Sometimes the eggs you are served come with runny yolks, as is regularly the case with bibimpap. The agassi brings out your steel bowl filled with slices of carrots and cucumber, crumbles of meat and kim, and usually a heaping pile of steamed bean sprouts, all strategically balanced atop a generous helping of piping hot rice. And there in the middle of the vegetation is a freshly fried egg, smiling sunny-side-up just for you. Sometimes they come as a side dish to your som-gup-sal--a half-scrambled, half poached watery quiche that you devour as you wait for your barbecued pork to finish crisping. Yet despite their various forms of stage presence in the Land of the Morning Calm, I have never seen eggs served raw. That is, until yesterday.

Since graduating our last class of kindergarten students two weeks ago, Teacher Grace and I have become accustomed to going out to lunch; yesterday we decided on a restaurant on the first floor that our cook had recommended for its excellent bean-sprout-and-rice soup. "Kongnamul-guk-pap dugae chuseyo," Grace asked the waitress as we sat down. I noticed the Korean news was on, blaring from a T.V. mounted on the far wall just past Grace's head, and we chatted about recent international events until our food arrived.

The waitress came back minutes later and set two stone bowls of steaming rice stew in front of us, along with four small plates of side dishes, a stay-fresh glass container of dried kim, and two small steel bowls that held one egg each. The pudgy, yellow yolks still swam unbroken in their protein juice, uncooked but for the thin opaque layer delicately coating the bottom of the dish. I wondered if she had simply cracked the eggs into the bowls while the bowls were still hot.

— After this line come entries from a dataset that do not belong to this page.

#[cfg(test)]
mod tests {
    use super::*;
    use crate::pagination::PageItem;
    use pretty_assertions::assert_eq;
    use rstest::rstest;
    use serde_json::{json, Value};

    type Column = ColumnDescriptor<Value, String>;

    fn columns() -> Vec<Column> {
        vec![
            Column::accessor("Name", "name"),
            Column::badge("Status", "status"),
            Column::cell("Label", |row: &Value| format!("#{}", row["id"])),
        ]
    }

    fn players(n: usize) -> Vec<Value> {
        (1..=n)
            .map(|i| json!({ "id": i, "name": format!("Player {:02}", i), "status": "active" }))
            .collect()
    }

    #[rstest]
    #[case("Active", BadgeVariant::Default)]
    #[case("completed", BadgeVariant::Default)]
    #[case("APPROVED", BadgeVariant::Default)]
    #[case("verified", BadgeVariant::Default)]
    #[case("inactive", BadgeVariant::Secondary)]
    #[case("Pending", BadgeVariant::Secondary)]
    #[case("draft", BadgeVariant::Secondary)]
    #[case("injured", BadgeVariant::Destructive)]
    #[case("rejected", BadgeVariant::Destructive)]
    #[case("Cancelled", BadgeVariant::Destructive)]
    #[case("banned", BadgeVariant::Destructive)]
    #[case("warning", BadgeVariant::Outline)]
    #[case("attention", BadgeVariant::Outline)]
    #[case("on loan", BadgeVariant::Outline)]
    fn test_badge_mapping(#[case] status: &str, #[case] expected: BadgeVariant) {
        assert_eq!(BadgeVariant::for_status(status), expected);
    }

    #[test]
    fn test_cell_resolution() {
        let cols = columns();
        let row = json!({ "id": 9, "name": "Ødegaard", "status": "injured" });
        assert_eq!(cols[0].resolve(&row), CellView::Text("Ødegaard".to_string()));
        assert_eq!(
            cols[1].resolve(&row),
            CellView::Badge { label: "injured".to_string(), variant: BadgeVariant::Destructive }
        );
        assert_eq!(cols[2].resolve(&row), CellView::Custom("#9".to_string()));

        let bare = json!({ "id": 1 });
        assert_eq!(cols[0].resolve(&bare), CellView::Blank);
    }

    #[test]
    fn test_search_keys_skip_custom_cells() {
        assert_eq!(search_keys(&columns()), vec!["name", "status"]);
    }

    #[test]
    fn test_column_equality() {
        let cols = columns();
        assert_eq!(cols.clone(), cols);
        assert_ne!(cols[2], Column::cell("Label", |_: &Value| String::new()));
    }

    #[test]
    fn test_internal_paging_scenario() {
        let rows = players(23);
        let cols = columns();
        let mut table = TableState::internal(10).unwrap();

        let view = table.view(Some(&rows), &cols, false);
        assert_eq!(view.status, ViewStatus::Populated);
        assert_eq!(view.rows.len(), 10);
        assert_eq!(view.pagination.total_pages, 3);
        assert!(view.show_pagination());

        assert_eq!(table.update(TableMsg::GoToPage(3), 23), Some(PageEvent::PageChange(3)));
        let view = table.view(Some(&rows), &cols, false);
        assert_eq!(view.rows.len(), 3);
        assert_eq!(view.rows[0]["name"], "Player 21");

        assert_eq!(table.update(TableMsg::GoToPage(4), 23), None);
        assert_eq!(table.update(TableMsg::GoToPage(0), 23), None);
    }

    #[test]
    fn test_search_resets_to_first_page() {
        let rows = players(23);
        let cols = columns();
        let mut table = TableState::internal(10).unwrap();
        table.update(TableMsg::GoToPage(2), 23);

        table.update(TableMsg::Search("player 2".to_string()), 23);
        let view = table.view(Some(&rows), &cols, false);
        assert_eq!(view.pagination.page, 1);
        // "Player 20" through "Player 23"
        assert_eq!(view.pagination.total, 4);
        assert!(!view.show_pagination());
    }

    #[test]
    fn test_loading_wins_over_rows() {
        let rows = players(4);
        let table = TableState::internal(10).unwrap();
        let view = table.view(Some(&rows), &columns(), true);
        assert_eq!(view.status, ViewStatus::Loading);
    }

    #[test]
    fn test_idle_before_first_load() {
        let table = TableState::internal(10).unwrap();
        let rows: Option<&[Value]> = None;
        let view = table.view(rows, &columns(), false);
        assert_eq!(view.status, ViewStatus::Idle);
    }

    #[test]
    fn test_empty_vs_no_results_with_clear() {
        let rows: Vec<Value> = Vec::new();
        let cols = columns();
        let mut table = TableState::internal(10).unwrap();
        assert_eq!(table.view(Some(&rows), &cols, false).status, ViewStatus::Empty);

        table.update(TableMsg::Search("xyz".to_string()), 0);
        assert_eq!(
            table.view(Some(&rows), &cols, false).status,
            ViewStatus::EmptySearchResult
        );

        table.update(TableMsg::ClearSearch, 0);
        assert_eq!(table.view(Some(&rows), &cols, false).status, ViewStatus::Empty);
        assert_eq!(table.search_term(), "");
    }

    #[test]
    fn test_no_results_over_existing_rows() {
        let rows = players(3);
        let cols = columns();
        let mut table = TableState::internal(10).unwrap();
        table.update(TableMsg::Search("xyz".to_string()), 3);
        let view = table.view(Some(&rows), &cols, false);
        assert_eq!(view.status, ViewStatus::EmptySearchResult);
        assert!(view.rows.is_empty());
    }

    #[test]
    fn test_external_mode_does_not_slice_or_search() {
        let rows = players(25);
        let cols = columns();
        let state = PaginationState { page: 5, page_size: 25, total: 260, total_pages: 11 };
        let mut table = TableState::external(state);

        table.update(TableMsg::Search("nobody".to_string()), 0);
        let view = table.view(Some(&rows), &cols, false);
        assert_eq!(view.rows.len(), 25);
        assert_eq!(view.status, ViewStatus::Populated);
        assert_eq!(
            view.page_items(),
            vec![
                PageItem::Page(1),
                PageItem::Ellipsis,
                PageItem::Page(4),
                PageItem::Page(5),
                PageItem::Page(6),
                PageItem::Ellipsis,
                PageItem::Page(11),
            ]
        );

        assert_eq!(table.update(TableMsg::GoToPage(4), 0), Some(PageEvent::PageChange(4)));
        assert_eq!(table.update(TableMsg::GoToPage(5), 0), None);
        assert_eq!(
            table.update(TableMsg::SetPageSize(50), 0),
            Some(PageEvent::PageSizeChange { page_size: 50, page: 1 })
        );
        assert_eq!(table.update(TableMsg::SetPageSize(0), 0), None);
    }

    #[test]
    fn test_external_empty_page_is_plain_empty() {
        let rows: Vec<Value> = Vec::new();
        let state = PaginationState { page: 1, page_size: 25, total: 0, total_pages: 0 };
        let mut table = TableState::external(state);
        table.update(TableMsg::Search("xyz".to_string()), 0);
        assert_eq!(table.view(Some(&rows), &columns(), false).status, ViewStatus::Empty);
    }

    #[test]
    fn test_view_clamps_page_after_rows_shrink() {
        let cols = columns();
        let mut table = TableState::internal(10).unwrap();
        table.update(TableMsg::GoToPage(3), 23);
        let fewer = players(12);
        let view = table.view(Some(&fewer), &cols, false);
        assert_eq!(view.pagination.page, 2);
        assert_eq!(view.rows.len(), 2);
    }

    #[test]
    fn test_server_state_arriving_after_first_render() {
        let cols = columns();
        let mut table = TableState::new(None, 10);
        let loading: Option<&[Value]> = None;
        assert_eq!(table.view(loading, &cols, true).status, ViewStatus::Loading);

        let server = PaginationState { page: 1, page_size: 10, total: 240, total_pages: 24 };
        table.sync_external(server);
        let rows = players(10);
        let view = table.view(Some(&rows), &cols, false);
        assert!(table.is_external());
        assert_eq!(view.pagination.total_pages, 24);
        assert!(view.show_pagination());
        assert_eq!(table.update(TableMsg::GoToPage(2), 10), Some(PageEvent::PageChange(2)));
    }

    #[test]
    fn test_reset_page_after_host_filter_change() {
        let cols = columns();
        let mut table = TableState::internal(10).unwrap();
        assert_eq!(table.update(TableMsg::GoToPage(3), 50), Some(PageEvent::PageChange(3)));

        assert_eq!(table.update(TableMsg::ResetPage, 40), None);
        let filtered = players(40);
        let view = table.view(Some(&filtered), &cols, false);
        assert_eq!(view.pagination.page, 1);
        assert_eq!(view.rows[0]["name"], "Player 01");
    }

    #[test]
    fn test_reset_page_leaves_external_state_alone() {
        let state = PaginationState { page: 3, page_size: 10, total: 50, total_pages: 5 };
        let mut table = TableState::external(state);
        assert_eq!(table.update(TableMsg::ResetPage, 0), None);
        assert_eq!(table.mode().state(0), state);
    }

    #[test]
    fn test_new_picks_mode_and_falls_back() {
        let state = PaginationState { page: 2, page_size: 25, total: 60, total_pages: 3 };
        assert!(TableState::new(Some(state), 10).is_external());
        let table = TableState::new(None, 0);
        assert!(!table.is_external());
        assert_eq!(table.mode().state(30).page_size, DEFAULT_PAGE_SIZE);
    }
}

In an overflow of Korean, the waitress began to explain her method: spoon some steamy broth into the egg-bowl while adding generous helpings of kim shreds, stir, and jjajan! You now have egg soup. She proceeded to stir mine herself while Grace copied her lead, certain that I wouldn't know what I should do when served such a bowl of viscous creatine. I watched, partly awed and partly mortified, as the guk magically transformed the soupy substance into creamy flakes of egg-white.

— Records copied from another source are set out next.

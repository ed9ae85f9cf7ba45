pub mod files;
pub mod matches;
pub mod players;
pub mod teams;
pub mod users;
pub mod utils;

use crate::config::Config;

/// Resolves an `/api/...` path against the configured base; an empty base
/// keeps it relative.
pub fn api_url(path: &str) -> String {
    let base = Config::api_base_url();
    format!("{}{}", base.trim_end_matches('/'), path)
}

By no means was it fully cooked, however. As I tentatively stuck my spoon into the concoction to sample its effects, I noticed unattractive, droopy chunks of sticky, still-raw protein swimming in the yellowy pool. The mixture tasted good: rich and creamy from the runny yolks, salty-tangy from the seaweed. Yet I couldn't help but note the reason for its being called soup in the first place--the liquefied state of an egg just cracked. The imagery was too much for me; I set the metal bowl aside to concentrate on my gukpap.

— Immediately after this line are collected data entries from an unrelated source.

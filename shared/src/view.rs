//! What a paged listing (table or grid) should show for the current render.

use crate::pagination::{PageItem, PaginationState};
use serde::{Deserialize, Serialize};

#[derive(Debug, Clone, Copy, PartialEq, Eq, Serialize, Deserialize)]
pub enum ViewStatus {
    /// Nothing requested yet.
    Idle,
    Loading,
    /// No rows and no active search.
    Empty,
    /// Search is active and filtered everything out.
    EmptySearchResult,
    Populated,
}

impl ViewStatus {
    /// Loading wins over everything, even rows that are already present.
    pub fn derive(loaded: bool, is_loading: bool, matching: usize, search_active: bool) -> Self {
        if is_loading {
            ViewStatus::Loading
        } else if !loaded {
            ViewStatus::Idle
        } else if matching == 0 && search_active {
            ViewStatus::EmptySearchResult
        } else if matching == 0 {
            ViewStatus::Empty
        } else {
            ViewStatus::Populated
        }
    }
}

/// Copy for the empty-state panel.
#[derive(Debug, Clone, PartialEq, Eq, Serialize, Deserialize)]
pub struct EmptyState {
    pub title: String,
    pub description: String,
    /// Label of the optional "Add" affordance.
    pub action_label: Option<String>,
}

impl Default for EmptyState {
    fn default() -> Self {
        Self {
            title: "No data yet".to_string(),
            description: "Nothing has been added here so far.".to_string(),
            action_label: None,
        }
    }
}

impl EmptyState {
    pub fn new(title: impl Into<String>, description: impl Into<String>) -> Self {
        Self {
            title: title.into(),
            description: description.into(),
            action_label: None,
        }
    }

    pub fn with_action(mut self, label: impl Into<String>) -> Self {
        self.action_label = Some(label.into());
        self
    }

    pub fn no_results_title() -> &'static str {
        "No results found"
    }

    pub fn no_results_description(term: &str) -> String {
        format!("Nothing matches \"{}\". Try a different search.", term.trim())
    }
}

/// Derived render data for one listing.
#[derive(Debug, Clone, PartialEq)]
pub struct ListingView<'a, R> {
    pub status: ViewStatus,
    /// Rows on the current page.
    pub rows: Vec<&'a R>,
    pub pagination: PaginationState,
    pub search_term: String,
}

impl<'a, R> ListingView<'a, R> {
    pub fn show_pagination(&self) -> bool {
        self.pagination.has_multiple_pages()
    }

    /// Whether the footer renders at all. A page-size selector keeps it on a
    /// single page, where the footer carries only the summary and selector.
    pub fn show_footer(&self, page_size_selector: bool) -> bool {
        self.status == ViewStatus::Populated && (self.show_pagination() || page_size_selector)
    }

    pub fn page_items(&self) -> Vec<PageItem> {
        self.pagination.page_numbers()
    }
}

"She said to eat the egg first and then the soup," Grace commented as I returned to my main dish. "But I'm gonna put it in here." My co-worker then proceeded to pour the substance into her still-hot stone bowl, thereby cooking any remaining raw protein. Though it would have solved my egg dilemma, I myself couldn't follow her lead because the act would have violated my private food-law of never mixing dishes together. Instead, I happily savored my gukpap and left the colorfully-invented "egg droop soup" to await the dishwater alone.